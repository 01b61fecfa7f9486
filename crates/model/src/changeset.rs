use crate::error::Result;
use serde::{Deserialize, Serialize};
use std::collections::HashMap;
use std::path::Path;

/// Status of an element relative to a tracked changeset
#[derive(Debug, Clone, Copy, PartialEq, Eq, Hash, Serialize, Deserialize)]
#[serde(rename_all = "lowercase")]
pub enum ChangeStatus {
    New,
    Modified,
    Deleted,
}

#[derive(Debug, Clone, Copy, PartialEq, Eq, Serialize, Deserialize)]
#[serde(rename_all = "lowercase")]
pub enum ChangeOperation {
    Add,
    Update,
    Delete,
}

/// A single recorded change
#[derive(Debug, Clone, PartialEq, Serialize, Deserialize)]
#[serde(rename_all = "camelCase")]
pub struct Change {
    pub operation: ChangeOperation,

    #[serde(alias = "element_id")]
    pub element_id: String,

    #[serde(default, skip_serializing_if = "Option::is_none")]
    pub layer: Option<String>,

    #[serde(default, alias = "element_type", skip_serializing_if = "Option::is_none")]
    pub element_type: Option<String>,
}

/// An ordered list of changes produced by the change-tracking feature
#[derive(Debug, Clone, Default, PartialEq, Serialize, Deserialize)]
#[serde(rename_all = "camelCase")]
pub struct Changeset {
    #[serde(default, skip_serializing_if = "Option::is_none")]
    pub id: Option<String>,

    #[serde(default)]
    pub changes: Vec<Change>,
}

impl Changeset {
    pub fn from_json_str(raw: &str) -> Result<Self> {
        Ok(serde_json::from_str(raw)?)
    }

    pub fn from_path(path: impl AsRef<Path>) -> Result<Self> {
        let raw = std::fs::read_to_string(path)?;
        Self::from_json_str(&raw)
    }

    /// Fold the change list into the final status of each touched element.
    ///
    /// An element added and later updated stays `New`; a delete always wins.
    pub fn statuses(&self) -> HashMap<String, ChangeStatus> {
        let mut out: HashMap<String, ChangeStatus> = HashMap::new();
        for change in &self.changes {
            let next = match (change.operation, out.get(&change.element_id)) {
                (ChangeOperation::Delete, _) => ChangeStatus::Deleted,
                (ChangeOperation::Add, _) => ChangeStatus::New,
                (ChangeOperation::Update, Some(ChangeStatus::New)) => ChangeStatus::New,
                (ChangeOperation::Update, _) => ChangeStatus::Modified,
            };
            out.insert(change.element_id.clone(), next);
        }
        out
    }
}

#[cfg(test)]
mod tests {
    use super::*;
    use pretty_assertions::assert_eq;

    #[test]
    fn folds_operations_per_element() {
        let raw = r#"{
            "version": "1.0",
            "changes": [
                {"operation": "add", "element_id": "security.role.admin", "layer": "security"},
                {"operation": "update", "element_id": "security.role.admin"},
                {"operation": "update", "element_id": "application.service.auth"},
                {"operation": "add", "element_id": "tmp"},
                {"operation": "delete", "element_id": "tmp"}
            ]
        }"#;
        let statuses = Changeset::from_json_str(raw).unwrap().statuses();

        assert_eq!(statuses["security.role.admin"], ChangeStatus::New);
        assert_eq!(statuses["application.service.auth"], ChangeStatus::Modified);
        assert_eq!(statuses["tmp"], ChangeStatus::Deleted);
        assert_eq!(statuses.len(), 3);
    }
}
use crate::types::{AbstractionKind, ContainerType, Edge, Node};
use serde::Serialize;
use std::collections::{HashMap, HashSet};

/// Derived lookup structures over a graph's nodes and edges.
///
/// Built once per graph in full; there is no incremental update path.
#[derive(Debug, Clone, Default, Serialize)]
#[serde(rename_all = "camelCase")]
pub struct GraphIndexes {
    pub by_kind: HashMap<AbstractionKind, HashSet<String>>,
    /// Lowercased technology name -> node ids
    pub by_technology: HashMap<String, HashSet<String>>,
    pub by_container_type: HashMap<ContainerType, HashSet<String>>,
    pub container_components: HashMap<String, HashSet<String>>,
    pub component_container: HashMap<String, String>,
    pub with_outgoing_edges: HashSet<String>,
    pub with_incoming_edges: HashSet<String>,
}

impl GraphIndexes {
    pub fn build(nodes: &[Node], edges: &[Edge]) -> Self {
        let mut idx = Self::default();

        for node in nodes {
            idx.by_kind
                .entry(node.kind)
                .or_default()
                .insert(node.id.clone());

            for tech in &node.technologies {
                idx.by_technology
                    .entry(tech.to_lowercase())
                    .or_default()
                    .insert(node.id.clone());
            }

            if let Some(ct) = node.container_type {
                idx.by_container_type
                    .entry(ct)
                    .or_default()
                    .insert(node.id.clone());
            }

            if node.kind == AbstractionKind::Component {
                if let Some(parent) = &node.parent_container_id {
                    idx.container_components
                        .entry(parent.clone())
                        .or_default()
                        .insert(node.id.clone());
                    idx.component_container
                        .insert(node.id.clone(), parent.clone());
                }
            }
        }

        for edge in edges {
            idx.with_outgoing_edges.insert(edge.source.clone());
            idx.with_incoming_edges.insert(edge.target.clone());
        }

        idx
    }

    /// Node ids of one abstraction kind
    pub fn of_kind(&self, kind: AbstractionKind) -> impl Iterator<Item = &String> {
        self.by_kind.get(&kind).into_iter().flatten()
    }

    pub fn is_kind(&self, id: &str, kind: AbstractionKind) -> bool {
        self.by_kind.get(&kind).is_some_and(|ids| ids.contains(id))
    }

    /// Node ids using a technology (case-insensitive)
    pub fn using_technology(&self, technology: &str) -> Option<&HashSet<String>> {
        self.by_technology.get(&technology.to_lowercase())
    }

    pub fn of_container_type(&self, ct: ContainerType) -> Option<&HashSet<String>> {
        self.by_container_type.get(&ct)
    }

    /// Nodes with no edges in either direction
    pub fn is_isolated(&self, id: &str) -> bool {
        !self.with_outgoing_edges.contains(id) && !self.with_incoming_edges.contains(id)
    }
}
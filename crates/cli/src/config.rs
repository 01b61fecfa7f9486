use anyhow::{Context, Result};
use archview_graph::GraphBuilderConfig;
use archview_view::LayoutAlgorithm;
use serde::{Deserialize, Serialize};
use std::path::{Path, PathBuf};

/// Looked up in the working directory when `--config` is not given
pub const DEFAULT_CONFIG_FILE: &str = "archview.toml";

/// Defaults for `view` requests; command-line flags override them
#[derive(Debug, Clone, PartialEq, Serialize, Deserialize)]
#[serde(default, rename_all = "snake_case")]
pub struct ViewDefaults {
    pub layout: LayoutAlgorithm,
    pub zoom_scale: f64,
}

impl Default for ViewDefaults {
    fn default() -> Self {
        Self {
            layout: LayoutAlgorithm::Hierarchical,
            zoom_scale: 1.0,
        }
    }
}

#[derive(Debug, Clone, Default, PartialEq, Serialize, Deserialize)]
#[serde(default)]
pub struct CliConfig {
    pub builder: GraphBuilderConfig,
    pub view: ViewDefaults,
}

impl CliConfig {
    pub fn from_toml_str(raw: &str) -> Result<Self> {
        let config: Self = toml::from_str(raw).context("Invalid configuration file")?;
        config.validate()?;
        Ok(config)
    }

    /// Explicit path, else `archview.toml` when present, else defaults
    pub fn load(explicit: Option<&Path>) -> Result<Self> {
        let path: PathBuf = match explicit {
            Some(path) => path.to_path_buf(),
            None => {
                let fallback = PathBuf::from(DEFAULT_CONFIG_FILE);
                if !fallback.is_file() {
                    return Ok(Self::default());
                }
                fallback
            }
        };
        let raw = std::fs::read_to_string(&path)
            .with_context(|| format!("Failed to read config {}", path.display()))?;
        let config = Self::from_toml_str(&raw)
            .with_context(|| format!("Failed to load config {}", path.display()))?;
        log::debug!("Loaded configuration from {}", path.display());
        Ok(config)
    }

    pub fn validate(&self) -> Result<()> {
        self.builder.validate()?;
        if !self.view.zoom_scale.is_finite() || self.view.zoom_scale <= 0.0 {
            anyhow::bail!("view.zoom_scale must be a positive number");
        }
        Ok(())
    }
}

#[cfg(test)]
mod tests {
    use super::*;

    #[test]
    fn partial_file_keeps_defaults() {
        let config = CliConfig::from_toml_str(
            r#"
            [builder]
            min_container_confidence = 0.7

            [view]
            layout = "force"
            "#,
        )
        .unwrap();
        assert_eq!(config.builder.min_container_confidence, 0.7);
        assert!(config.builder.validate_structure);
        assert_eq!(config.view.layout, LayoutAlgorithm::Force);
        assert_eq!(config.view.zoom_scale, 1.0);
    }

    #[test]
    fn out_of_range_values_rejected() {
        assert!(CliConfig::from_toml_str("[builder]\nmin_container_confidence = 2.0\n").is_err());
        assert!(CliConfig::from_toml_str("[view]\nzoom_scale = 0.0\n").is_err());
    }
}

* Task requirements *
The answer must consist of the lines from the one with "assert_eq!(config.view.layout, LayoutAlgorithm::Force);" through the final line of the entries above, exactly as they are, and nothing else.

* Expected output *
        assert_eq!(config.view.layout, LayoutAlgorithm::Force);
        assert_eq!(config.view.zoom_scale, 1.0);
    }

    #[test]
    fn out_of_range_values_rejected() {
        assert!(CliConfig::from_toml_str("[builder]\nmin_container_confidence = 2.0\n").is_err());
        assert!(CliConfig::from_toml_str("[view]\nzoom_scale = 0.0\n").is_err());
    }
}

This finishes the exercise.